Stock (Œuvres complètes, volume 18p. 142-147).


XXIII

Pour pouvoir entreprendre quelque chose dans la vie de famille, il faut qu’existe ou le désaccord complet entre les époux ou l’entente affectueuse. Quand les rapports entre les époux sont imprécis, quand ce n’est ni le désaccord ni l’entente, alors il est impossible de rien entreprendre. Bien des familles vivent des années entières en des endroits qui déplaisent profondément aux deux époux, simplement parce qu’il n’y a entre eux ni accord ni désaccord.

Pour Vronskï et Anna le séjour à Moscou, dans la chaleur et la poussière, par un soleil non plus printanier, mais estival, quand les arbres des boulevards depuis longtemps en feuilles étaient gris de poussière, était insupportable.

Au lieu de partir pour Vosdvijenskoié, comme il était convenu entre eux depuis longtemps, ils continuaient de vivre à Moscou, que tous deux avaient en dégoût, uniquement parce que ces derniers temps il n’y avait pas d’accord entre eux.

L’irritation qui les séparait n’avait aucune cause extérieure et toutes les tentatives d’explication, loin de la faire disparaître, l’aggravaient. C’était une irritation intérieure dont la cause était : pour elle, la diminution de son amour ; pour lui, le regret de s’être mis pour elle dans une situation fausse qu’au lieu d’alléger elle rendait plus pénible encore.

Ni l’un ni l’autre ne donnait la raison de son animosité, mais ils se la reprochaient mutuellement et, à chaque occasion, tâchaient de se le prouver.

Pour elle, Vronskï, avec toutes ses habitudes, ses pensées, ses désirs, avec toute sa nature morale et physique, ne voyait qu’une chose : l’amour de la femme, et cet amour, d’après ses sentiments, devait être concentré sur elle seule. Cet amour faiblissait, elle en concluait qu’il devait en reporter une partie sur les autres femmes, ou sur une autre femme ; et elle en était jalouse. Elle était jalouse non d’une femme quelconque, mais de la diminution de son amour. Sa jalousie n’ayant pas d’objet, elle lui en cherchait un. À la moindre allusion elle transportait sa jalousie d’un objet à l’autre. Tantôt elle était jalouse de ces femmes dépravées, qu’en raison de ses relations parmi les célibataires, il pouvait facilement rencontrer ; tantôt elle l’était des femmes du monde chez lesquelles il fréquentait ; tantôt d’une jeune fille imaginaire, pour laquelle Vronskï romprait avec elle, afin de se marier. C’était cette dernière supposition qui la torturait le plus, surtout parce que lui-même, dans un moment de franchise, lui avait dit imprudemment que sa mère le comprenait si peu qu’elle s’était permise de l’exhorter à épouser la princesse Sorokine.

Et, jalouse, Anna s’indignait contre lui, et cherchait des prétextes à son indignation.
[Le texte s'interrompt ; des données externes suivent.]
use std::collections::BTreeMap;

/// Symbolic events a breakpoint can be attached to
#[derive(Debug, Clone, Copy, PartialEq, Eq, PartialOrd, Ord, Hash)]
pub enum DebugEvent {
    Nmi,
}

impl DebugEvent {
    pub fn from_name(name: &str) -> Option<DebugEvent> {
        match name.to_ascii_lowercase().as_str() {
            "nmi" => Some(DebugEvent::Nmi),
            _ => None,
        }
    }
}

#[derive(Debug, Default, Clone)]
pub struct Breakpoints {
    addresses: BTreeMap<u16, bool>,
    events: BTreeMap<DebugEvent, bool>,
}

impl Breakpoints {
    pub fn set(&mut self, addr: u16, enabled: bool) {
        self.addresses.insert(addr, enabled);
    }

    pub fn set_event(&mut self, event: DebugEvent, enabled: bool) {
        self.events.insert(event, enabled);
    }

    pub fn is_enabled(&self, addr: u16) -> bool {
        self.addresses.get(&addr).copied().unwrap_or(false)
    }

    pub fn is_event_enabled(&self, event: DebugEvent) -> bool {
        self.events.get(&event).copied().unwrap_or(false)
    }

    /// Enabled address breakpoints, in address order
    pub fn enabled_addresses(&self) -> impl Iterator<Item = u16> + '_ {
        self.addresses
            .iter()
            .filter(|(_, enabled)| **enabled)
            .map(|(addr, _)| *addr)
    }

    pub fn clear(&mut self) {
        self.addresses.clear();
        self.events.clear();
    }
}

#[derive(Debug, Default, Clone)]
pub struct Watchpoints {
    read: BTreeMap<u16, bool>,
    write: BTreeMap<u16, bool>,
}

impl Watchpoints {
    pub fn set_read(&mut self, addr: u16, enabled: bool) {
        self.read.insert(addr, enabled);
    }

    pub fn set_write(&mut self, addr: u16, enabled: bool) {
        self.write.insert(addr, enabled);
    }

    pub fn watches_read(&self, addr: u16) -> bool {
        self.read.get(&addr).copied().unwrap_or(false)
    }

    pub fn watches_write(&self, addr: u16) -> bool {
        self.write.get(&addr).copied().unwrap_or(false)
    }

    pub fn clear(&mut self) {
        self.read.clear();
        self.write.clear();
    }
}

#[cfg(test)]
mod tests {
    use super::*;

    #[test]
    fn disabled_breakpoint_stays_registered_but_inactive() {
        let mut bp = Breakpoints::default();
        bp.set(0x8000, true);
        bp.set(0x9000, true);
        bp.set(0x8000, false);

        assert!(!bp.is_enabled(0x8000));
        assert!(bp.is_enabled(0x9000));
        assert_eq!(bp.enabled_addresses().collect::<Vec<_>>(), vec![0x9000]);
    }

    #[test]
    fn event_names_are_case_insensitive() {
        assert_eq!(DebugEvent::from_name("nmi"), Some(DebugEvent::Nmi));
        assert_eq!(DebugEvent::from_name("NMI"), Some(DebugEvent::Nmi));
        assert_eq!(DebugEvent::from_name("irq"), None);
    }

    #[test]
    fn clear_drops_addresses_and_events() {
        let mut bp = Breakpoints::default();
        bp.set(0x1234, true);
        bp.set_event(DebugEvent::Nmi, true);
        bp.clear();
        assert!(!bp.is_enabled(0x1234));
        assert!(!bp.is_event_enabled(DebugEvent::Nmi));
    }

    #[test]
    fn read_and_write_watches_are_independent() {
        let mut wp = Watchpoints::default();
        wp.set_read(0x0200, true);
        assert!(wp.watches_read(0x0200));
        assert!(!wp.watches_write(0x0200));
    }
}
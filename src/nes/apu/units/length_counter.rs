/// Countdown that silences a channel once it runs out, unless halted.
///
/// Clocked once per frame (at vblank), so callers pass the number of
/// steps a single frame is worth.
#[derive(Debug, Clone, Default)]
pub struct LengthCounter {
    halted: bool,
    value: u8,
}

/* Source: nes-test-roms/apu_test/source/2-len_table.s
   table:  .byte 10, 254, 20,  2, 40,  4, 80,  6
           .byte 160,  8, 60, 10, 14, 12, 26, 14
           .byte 12,  16, 24, 18, 48, 20, 96, 22
           .byte 192, 24, 72, 26, 16, 28, 32, 30
*/
#[rustfmt::skip]
pub const LENGTH_TABLE: [u8; 32] = [
    10, 254, 20,  2, 40,  4, 80,  6,
    160,  8, 60, 10, 14, 12, 26, 14,
    12,  16, 24, 18, 48, 20, 96, 22,
    192, 24, 72, 26, 16, 28, 32, 30,
];

impl LengthCounter {
    pub fn new() -> LengthCounter {
        LengthCounter {
            halted: false,
            value: 0,
        }
    }

    pub fn set_halt(&mut self, halted: bool) {
        self.halted = halted;
    }

    pub fn load(&mut self, value: u8) {
        self.value = value;
    }

    pub fn load_index(&mut self, index: u8) {
        self.value = LENGTH_TABLE[(index & 0b1_1111) as usize];
    }

    /// Decrements by `step`, clamping at zero. Returns true when the counter was
    /// already exhausted before this clock, which is when the channel stops.
    pub fn clock(&mut self, step: u8) -> bool {
        if self.halted {
            return false;
        }
        if self.value == 0 {
            return true;
        }
        self.value = self.value.saturating_sub(step);
        false
    }

    pub fn output(&self) -> u8 {
        self.value
    }
}
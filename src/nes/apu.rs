use serde::{Deserialize, Serialize};

use crate::nes::controller::{GamePad, PadButtons};
use crate::nes::cpu::interrupts::IrqCallback;
use crate::nes::save_state::SaveStateError;
use channel::Channel;
use dmc_channel::DmcChannel;
use noise_channel::NoiseChannel;
use pulse_channel::PulseChannel;
use registers::{ApuRegisters, PAD1_REG, PAD2_REG, REGISTER_COUNT, STATUS_REG};
use status_register::ApuStatusRegister;
use triangle_channel::TriangleChannel;

pub mod channel;
pub mod dmc_channel;
pub mod noise_channel;
pub mod pulse_channel;
pub mod registers;
pub mod status_register;
pub mod triangle_channel;
pub mod units;

pub use channel::{ChannelState, ChannelType};

pub const CPU_CLOCK: u32 = 1_789_773; // Hz
pub const CHANNEL_COUNT: usize = 5;
pub const VBLANK_START: u16 = 241;

pub(crate) const CONSTANT_VOLUME: u8 = 0x10;
pub(crate) const LENGTH_COUNTER_HALT: u8 = 0x20;
pub(crate) const LENGTH_COUNTER_HALT_TRI: u8 = 0x80;

pub(crate) const NOISE_FREQUENCIES: [u32; 16] = [
    4, 8, 16, 32, 64, 96, 128, 160, 202, 254, 380, 508, 762, 1016, 2034, 4068,
];

pub const CHANNEL_TYPES: [ChannelType; CHANNEL_COUNT] = [
    ChannelType::Pulse,
    ChannelType::Pulse,
    ChannelType::Triangle,
    ChannelType::Noise,
    ChannelType::Dmc,
];

const DMC_CHANNEL: usize = 4;

/// Serializable APU snapshot
#[derive(Debug, Clone, PartialEq, Serialize, Deserialize)]
pub struct ApuState {
    pub regs: Vec<u8>,
    pub frame_interrupt: bool,
    pub dmc_interrupt: bool,
    pub channels: Vec<ChannelState>,
}

/// Register-driven sound unit at $4000-$401F, plus the pad ports at $4016/$4017.
///
/// Channels are advanced per scanline by [`Apu::on_hblank`]; sample synthesis is
/// left to the host, which polls `volume`/`frequency`/`duty_ratio`.
pub struct Apu {
    registers: ApuRegisters,
    channels: [Channel; CHANNEL_COUNT],
    frame_interrupt: bool,
    dmc_interrupt: bool,
    gamepad: GamePad,
    trigger_irq: IrqCallback,
}

impl Apu {
    pub fn new(trigger_irq: IrqCallback) -> Apu {
        Apu {
            registers: ApuRegisters::new(),
            channels: [
                Channel::Pulse(PulseChannel::new()),
                Channel::Pulse(PulseChannel::new()),
                Channel::Triangle(TriangleChannel::new()),
                Channel::Noise(NoiseChannel::new()),
                Channel::Dmc(DmcChannel::new()),
            ],
            frame_interrupt: false,
            dmc_interrupt: false,
            gamepad: GamePad::new(),
            trigger_irq,
        }
    }

    pub fn channel_types(&self) -> &'static [ChannelType; CHANNEL_COUNT] {
        &CHANNEL_TYPES
    }

    pub fn reset(&mut self) {
        self.registers.reset();
        self.frame_interrupt = false;
        self.dmc_interrupt = false;
        for channel in self.channels.iter_mut() {
            channel.sound_mut().reset();
        }
    }

    pub fn read(&mut self, addr: u16) -> u8 {
        let Some(reg) = ApuRegisters::index(addr) else {
            return 0;
        };
        match reg {
            STATUS_REG => {
                let mut result = ApuStatusRegister::empty();
                result.set(ApuStatusRegister::DMC_INTERRUPT, self.dmc_interrupt);
                result.set(ApuStatusRegister::FRAME_INTERRUPT, self.frame_interrupt);
                let enabled = self.registers.status();
                for (ch, channel) in self.channels.iter().enumerate() {
                    let bit = ApuStatusRegister::channel(ch);
                    if enabled.contains(bit) && channel.sound().is_playing() {
                        result.insert(bit);
                    }
                }

                // Reading clears the frame interrupt flag but not the DMC one
                self.frame_interrupt = false;
                result.bits()
            }
            PAD1_REG | PAD2_REG => self.gamepad.shift(reg - PAD1_REG),
            _ => 0,
        }
    }

    pub fn write(&mut self, addr: u16, value: u8) {
        let Some(reg) = ApuRegisters::index(addr) else {
            return;
        };
        let strobe_was_high = self.registers.pad_strobe();
        self.registers.set(reg, value);

        if reg < 0x14 {
            let ch = reg >> 2;
            self.channels[ch].sound_mut().write(reg & 3, value);
        }

        match reg {
            STATUS_REG => {
                self.dmc_interrupt = false;
                for (ch, channel) in self.channels.iter_mut().enumerate() {
                    channel.sound_mut().set_enable(value & (1 << ch) != 0);
                }
            }
            PAD1_REG => {
                // Controller strobe: bit0 1 -> 0 latches both pads
                if strobe_was_high && !self.registers.pad_strobe() {
                    self.gamepad.latch();
                }
            }
            _ => {}
        }
    }

    /// Called once per scanline by the frame driver
    pub fn on_hblank(&mut self, scanline: u16) {
        let dmc_irq = match &mut self.channels[DMC_CHANNEL] {
            Channel::Dmc(dmc) => dmc.on_hblank(),
            _ => false,
        };
        if dmc_irq {
            self.dmc_interrupt = true;
            (self.trigger_irq)();
        }

        if scanline == VBLANK_START {
            for channel in self.channels.iter_mut() {
                channel.sound_mut().update();
            }
            if self.registers.frame_counter().irq_enabled() {
                self.frame_interrupt = true;
                (self.trigger_irq)();
            }
        }
    }

    /// 0.0 ..= 1.0; silent while the channel's $4015 enable bit is clear
    pub fn volume(&self, ch: usize) -> f32 {
        if ch >= CHANNEL_COUNT || !self.registers.status().contains(ApuStatusRegister::channel(ch))
        {
            return 0.0;
        }
        self.channels[ch].sound().volume()
    }

    pub fn frequency(&self, ch: usize) -> u32 {
        self.channels
            .get(ch)
            .map_or(0, |channel| channel.sound().frequency())
    }

    /// Pulse duty; a negative value is the inverted 25% wave
    pub fn duty_ratio(&self, ch: usize) -> f32 {
        self.channels
            .get(ch)
            .map_or(0.5, |channel| channel.sound().duty_ratio())
    }

    pub fn is_playing(&self, ch: usize) -> bool {
        self.channels
            .get(ch)
            .is_some_and(|channel| channel.sound().is_playing())
    }

    pub fn channel(&self, ch: usize) -> Option<&Channel> {
        self.channels.get(ch)
    }

    pub fn set_pad_status(&mut self, no: usize, status: PadButtons) {
        self.gamepad.set_status(no, status);
    }

    pub fn is_frame_interrupt_pending(&self) -> bool {
        self.frame_interrupt
    }

    pub fn is_dmc_interrupt_pending(&self) -> bool {
        self.dmc_interrupt
    }

    pub fn register(&self, addr: u16) -> Option<u8> {
        ApuRegisters::index(addr).map(|reg| self.registers.get(reg))
    }

    pub fn save(&self) -> ApuState {
        ApuState {
            regs: self.registers.as_bytes().to_vec(),
            frame_interrupt: self.frame_interrupt,
            dmc_interrupt: self.dmc_interrupt,
            channels: self
                .channels
                .iter()
                .map(|channel| channel.sound().save())
                .collect(),
        }
    }

    /// Restores a snapshot. Nothing is modified when it is rejected.
    pub fn load(&mut self, state: &ApuState) -> Result<(), SaveStateError> {
        let regs: &[u8; REGISTER_COUNT] = state.regs.as_slice().try_into().map_err(|_| {
            SaveStateError::Corrupt(format!(
                "apu register image is {} bytes, expected {}",
                state.regs.len(),
                REGISTER_COUNT
            ))
        })?;
        if state.channels.len() != CHANNEL_COUNT {
            return Err(SaveStateError::Corrupt(format!(
                "apu has {} channels, expected {}",
                state.channels.len(),
                CHANNEL_COUNT
            )));
        }
        for (ch, channel_state) in state.channels.iter().enumerate() {
            if channel_state.channel_type() != CHANNEL_TYPES[ch] {
                return Err(SaveStateError::Corrupt(format!(
                    "apu channel {} is {:?}, expected {:?}",
                    ch,
                    channel_state.channel_type(),
                    CHANNEL_TYPES[ch]
                )));
            }
            channel_state.validate()?;
        }

        self.registers.load(regs);
        self.frame_interrupt = state.frame_interrupt;
        self.dmc_interrupt = state.dmc_interrupt;
        for (channel, channel_state) in self.channels.iter_mut().zip(state.channels.iter()) {
            channel.sound_mut().load(channel_state)?;
        }
        Ok(())
    }
}
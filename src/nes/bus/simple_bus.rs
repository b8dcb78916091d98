use crate::nes::cpu::CpuBusInterface;

/// Flat 64 KiB RAM with no mirroring or devices. Used to exercise the CPU alone.
pub struct SimpleBus {
    pub cpu_ram: Box<[u8; 0x10000]>,
    pub reads: usize,
    pub writes: usize,
}

impl SimpleBus {
    pub fn new() -> SimpleBus {
        SimpleBus {
            cpu_ram: Box::new([0; 0x10000]),
            reads: 0,
            writes: 0,
        }
    }

    /// Places `program` at `start` and points the reset vector at it
    pub fn with_program(start: u16, program: &[u8]) -> SimpleBus {
        let mut bus = SimpleBus::new();
        bus.load(start, program);
        bus.load(0xFFFC, &start.to_le_bytes());
        bus
    }

    pub fn load(&mut self, start: u16, bytes: &[u8]) {
        for (i, byte) in bytes.iter().enumerate() {
            let addr = start.wrapping_add(i as u16);
            self.cpu_ram[addr as usize] = *byte;
        }
    }

    pub fn peek(&self, addr: u16) -> u8 {
        self.cpu_ram[addr as usize]
    }
}

impl Default for SimpleBus {
    fn default() -> Self {
        Self::new()
    }
}

impl CpuBusInterface for SimpleBus {
    fn cpu_bus_read(&mut self, addr: u16) -> u8 {
        self.reads += 1;
        self.cpu_ram[addr as usize]
    }

    fn cpu_bus_write(&mut self, addr: u16, value: u8) {
        self.writes += 1;
        self.cpu_ram[addr as usize] = value;
    }
}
Elle l’accusait de tout ce qu’il y avait de pénible en sa situation : les jours d’attente à Moscou, la lenteur et l’indécision d’Alexis Alexandrovitch, son isolement. S’il l’aimait, il comprendrait combien cette situation était pénible et l’en tirerait. Le seul fait qu’ils vivaient à Moscou au lieu d’être à la campagne, lui était encore un grief contre lui : il ne pouvait s’enterrer à la campagne comme elle l’eût voulu ; il avait besoin de société et la mettait dans cette situation épouvantable dont il ne voulait pas comprendre le tourment. C’était encore lui qui était coupable de sa séparation éternelle d’avec son fils. Même les rares moments de tendresse qui survenaient entre eux ne la calmaient pas.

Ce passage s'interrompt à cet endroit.